Outtake’s platform for digital risk protection, or DRP, identifies and takes down impersonation and phishing attacks, fake websites, social media accounts and more, Dhillon said. Many rivals offer open-source intelligence, or OSINT, as a generic feed of external threat data, but Outtake turns it into an investigation and automation engine by mapping relationships between data points and enabling immediate, meaningful actions.
“OSINT really emerged as a way to make our DRP better than anyone else’s DRP,” he said. “Most DRP solutions just look for the one fake and return the one fake. Open-source intel allows you to say, ‘Okay, great, I know what else it’s connected to.’ OSINT might actually give you a heads up on an incoming attack. That’s one of the ways that we move so fast.”
Unlike most digital risk protection vendors who rely on overseas human labor and ad hoc relationships with takedown platforms, Dhillon said Outtake prioritizes engineering-led integration. The platform builds direct, programmatic connections to infrastructure providers including Cloudflare, AWS, GoDaddy and social platforms, ensuring faster, more scalable and more reliable takedowns, Dhillon said.
“Are you able to pull together the right set of evidence that actually explains why this needs to be remediated? And two, is that so high quality that you are actually a trusted partner?” Dhillon said. “At this point, we can cover even the long tail of websites often within one to two days. And we integrate via engineering rather than relationships, which is, unfortunately, a common thing in our industry.”

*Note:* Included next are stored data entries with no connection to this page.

//! Tracks which classification state each symbol is in and for how long

use serde::Serialize;
use std::collections::HashMap;

/// The latest inferred price behavior for a symbol.
///
/// EXPLOSIVE and HOT alerts both map to `Up`; only LOW maps to `Down`.
/// That asymmetric mapping is load-bearing for duration continuity: a
/// symbol flipping between EXPLOSIVE and HOT keeps accruing time in `Up`.
#[derive(Debug, Clone, Copy, PartialEq, Eq, Serialize)]
#[serde(rename_all = "UPPERCASE")]
pub enum PriceState {
    Up,
    Down,
    Stagnant,
    Neutral,
}

#[derive(Debug, Clone, Copy)]
struct StateEntry {
    state: PriceState,
    started_at: f64,
}

/// Per-symbol state machine, lazily populated, lives for the process.
#[derive(Debug, Default)]
pub struct StateTracker {
    states: HashMap<String, StateEntry>,
}

impl StateTracker {
    pub fn new() -> Self {
        Self::default()
    }

    /// Record `new_state` for `symbol` and return the elapsed seconds in
    /// that state: 0 when the state just changed (or was unset), otherwise
    /// `now - start`.
    pub fn transition(&mut self, symbol: &str, new_state: PriceState, now: f64) -> f64 {
        match self.states.get_mut(symbol) {
            Some(entry) if entry.state == new_state => now - entry.started_at,
            Some(entry) => {
                entry.state = new_state;
                entry.started_at = now;
                0.0
            }
            None => {
                self.states.insert(
                    symbol.to_string(),
                    StateEntry {
                        state: new_state,
                        started_at: now,
                    },
                );
                0.0
            }
        }
    }

    /// Current state for diagnostics; `None` until first classification.
    pub fn current(&self, symbol: &str) -> Option<PriceState> {
        self.states.get(symbol).map(|e| e.state)
    }
}
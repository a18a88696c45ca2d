//! Logging setup and configuration

use anyhow::Result;
use std::sync::Arc;
use tracing_subscriber::{layer::SubscriberExt, util::SubscriberInitExt};

pub struct LoggingGuard {
    pub _guard: tracing_appender::non_blocking::WorkerGuard,
}

pub fn setup_logging() -> Result<Arc<LoggingGuard>> {
    let file_appender = tracing_appender::rolling::hourly("output/logs", "vol-alert-engine.log");
    let (non_blocking, guard) = tracing_appender::non_blocking(file_appender);

    tracing_subscriber::registry()
        .with(
            tracing_subscriber::fmt::layer()
                .with_target(false)
                .with_thread_ids(false)
                .with_ansi(true)
                .with_level(true)
        )
        .with(
            tracing_subscriber::fmt::layer()
                .with_writer(non_blocking)
                .with_target(true)
                .with_thread_ids(false)
                .with_level(true)
                .with_ansi(false)
                .compact()
        )
        .with(
            tracing_subscriber::EnvFilter::from_default_env()
                .add_directive("info".parse()?)
        )
        .init();

    Ok(Arc::new(LoggingGuard { _guard: guard }))
}

pub fn setup_output_directories() -> Result<()> {
    use std::fs;

    fs::create_dir_all("output/logs")?;

    Ok(())
}
//! WebSocket endpoint feeding the signal engine

use axum::extract::ws::{Message, WebSocket};
use axum::extract::{State, WebSocketUpgrade};
use axum::response::IntoResponse;
use chrono::Utc;
use std::sync::Arc;
use tokio::sync::Mutex;
use tracing::{debug, error, info};

use crate::config::Config;
use crate::engine::SignalEngine;
use crate::types::{InboundMessage, OutboundMessage};

pub const HANDSHAKE_MSG: &str = "signal engine connected";

/// Shared boundary state. The engine sits behind a single mutex so that
/// concurrent connections are serialized into one ingest path; none of the
/// per-symbol structures tolerate concurrent mutation.
pub struct AppState {
    pub engine: Mutex<SignalEngine>,
}

impl AppState {
    pub fn new(config: &Config) -> Self {
        AppState {
            engine: Mutex::new(SignalEngine::from_config(config)),
        }
    }
}

/// WebSocket upgrade handler.
pub async fn ws_handler(
    ws: WebSocketUpgrade,
    State(state): State<Arc<AppState>>,
) -> impl IntoResponse {
    ws.on_upgrade(move |socket| handle_socket(socket, state))
}

async fn handle_socket(mut socket: WebSocket, state: Arc<AppState>) {
    info!("✅ Gateway connected to signal engine");

    let greeting = OutboundMessage::Status {
        ok: true,
        msg: HANDSHAKE_MSG.to_string(),
    };
    match serde_json::to_string(&greeting) {
        Ok(json) => {
            if socket.send(Message::Text(json.into())).await.is_err() {
                return;
            }
        }
        Err(e) => {
            error!("Failed to serialize handshake: {e}");
            return;
        }
    }

    while let Some(msg) = socket.recv().await {
        match msg {
            Ok(Message::Text(text)) => {
                let inbound = match serde_json::from_str::<InboundMessage>(&text) {
                    Ok(inbound) => inbound,
                    Err(e) => {
                        debug!("Ignoring unparseable frame: {e}");
                        continue;
                    }
                };
                let InboundMessage::Ticks { ticks } = inbound else {
                    continue;
                };

                debug!("📊 Received {} ticks from gateway", ticks.len());
                let now = Utc::now().timestamp_millis() as f64 / 1000.0;
                let alerts = state.engine.lock().await.process_batch(&ticks, now);
                if alerts.is_empty() {
                    continue;
                }

                info!("📤 Sending {} alerts to gateway", alerts.len());
                let outbound = OutboundMessage::Alerts { alerts };
                match serde_json::to_string(&outbound) {
                    Ok(json) => {
                        if socket.send(Message::Text(json.into())).await.is_err() {
                            break;
                        }
                    }
                    Err(e) => error!("Failed to serialize alert batch: {e}"),
                }
            }
            Ok(Message::Close(_)) | Err(_) => break,
            _ => {}
        }
    }

    info!("Gateway connection closed");
}
//! Range-over-mean dispersion, the engine's sole volatility measure
//!
//! Both the volatility metric and the stagnation detector share one
//! computation, parameterized only by their minimum sample counts
//! (10 vs 20). Range-based dispersion is deliberately simple, robust to
//! outlier count rather than outlier magnitude.

use crate::config::{MIN_SAMPLES_STAGNATION, MIN_SAMPLES_VOLATILITY, STAGNANT_RANGE_PCT};
use crate::window::PriceWindow;

/// `(max - min) / mean * 100` over the given prices, or `None` when there
/// are fewer than `min_samples` prices or the mean is exactly zero.
pub fn range_pct<I>(prices: I, min_samples: usize) -> Option<f64>
where
    I: IntoIterator<Item = f64>,
{
    let mut count = 0usize;
    let mut min = f64::INFINITY;
    let mut max = f64::NEG_INFINITY;
    let mut sum = 0.0;

    for price in prices {
        count += 1;
        sum += price;
        if price < min {
            min = price;
        }
        if price > max {
            max = price;
        }
    }

    if count < min_samples {
        return None;
    }

    let mean = sum / count as f64;
    if mean == 0.0 {
        return None;
    }

    Some((max - min) / mean * 100.0)
}

/// Range percentage over the window, requiring at least 10 samples.
pub fn volatility_range_pct(window: &PriceWindow) -> Option<f64> {
    range_pct(window.prices(), MIN_SAMPLES_VOLATILITY)
}

/// True iff the window holds at least 20 samples and its range percentage
/// is strictly below 0.05%.
pub fn is_stagnant(window: &PriceWindow) -> bool {
    matches!(
        range_pct(window.prices(), MIN_SAMPLES_STAGNATION),
        Some(v) if v < STAGNANT_RANGE_PCT
    )
}
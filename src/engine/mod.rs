//! Alert classification and batch ingest

pub mod classifier;
pub mod duration;

pub use classifier::*;
pub use duration::*;
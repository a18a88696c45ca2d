//! Inbound tick observations

use serde::{Deserialize, Serialize};

/// One (symbol, price, timestamp) observation from the gateway.
///
/// Symbols are opaque, case-sensitive identifiers; `ts` is milliseconds
/// since epoch.
#[derive(Debug, Clone, PartialEq, Serialize, Deserialize)]
pub struct Tick {
    pub symbol: String,
    pub price: f64,
    pub ts: i64,
}
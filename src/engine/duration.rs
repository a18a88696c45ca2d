//! Human-readable duration formatting for alerts

/// Format a duration in seconds as `"45s"`, `"2m 5s"` or `"1h 2m"`.
/// All components are integer-truncated, never rounded.
pub fn format_duration(seconds: f64) -> String {
    if seconds < 60.0 {
        format!("{}s", seconds as u64)
    } else if seconds < 3600.0 {
        let minutes = (seconds / 60.0) as u64;
        let secs = (seconds % 60.0) as u64;
        format!("{minutes}m {secs}s")
    } else {
        let hours = (seconds / 3600.0) as u64;
        let minutes = ((seconds % 3600.0) / 60.0) as u64;
        format!("{hours}h {minutes}m")
    }
}
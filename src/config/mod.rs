//! Configuration management for the volatility alert engine

pub mod settings;

pub use settings::*;

use lazy_static::lazy_static;

lazy_static! {
    pub static ref CONFIG: Config = Config::load();
}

Why Multimodal Models Beat Keyword-Based Text Search
When threats are delivered through an API or platform-to-platform integration, they can be automatically reviewed, triaged and acted upon by systems on the receiving end, often without requiring human intervention, Dhillon said. In contrast, traditional relationship-driven models break down when individuals leave companies or roles, creating reliability issues over time, he said.
“That human might move jobs in a year, and suddenly, the integration is not working anymore,” Dhillon said. “That’s just not how you build a generational cybersecurity company. So, we just absolutely refuse to make that our MO.”
Traditional cybersecurity vendors often rely on keyword-based text search to detect threats, but this model misses a vast swath of malicious content, especially as over 80% of internet traffic is now made up of images, videos and multimedia, Dhillon said. Outtake can identify a phishing scam where a logo is embedded in an image or a video walkthrough is being used to lure users into a malicious scheme.
“A failure for the majority of threat intel providers is that they basically run all their searches just based on text and keywords,” Dhillon said. “In a world where 80% of internet traffic is image and video content, you’re obviously just actually not seeing most things. Multimodal models are obviously going to find at a much higher rate the things you actually care about.”
In DRP, Dhillon cited ZeroFox as the most common competitor, recognizing its role in establishing the category but also emphasizing that Outtake often wins in direct competition due to its automation-first approach. Outtake encounters Recorded Future and Dataminr around open-source intelligence, but Dhillon views Outtake as differentiated in how it turns threat intelligence into action.
“From a DRP perspective, we’ll hear of ZeroFox the most,” Dhillon said. “I’m proud to say that we’ve also, I think, beaten them. On the OSINT side, we sometimes hear of Recorded Future, we hear of Dataminr – both great companies. But again, customers get really excited because of that multimodal workflow orchestration capability that seems quite distinguished.”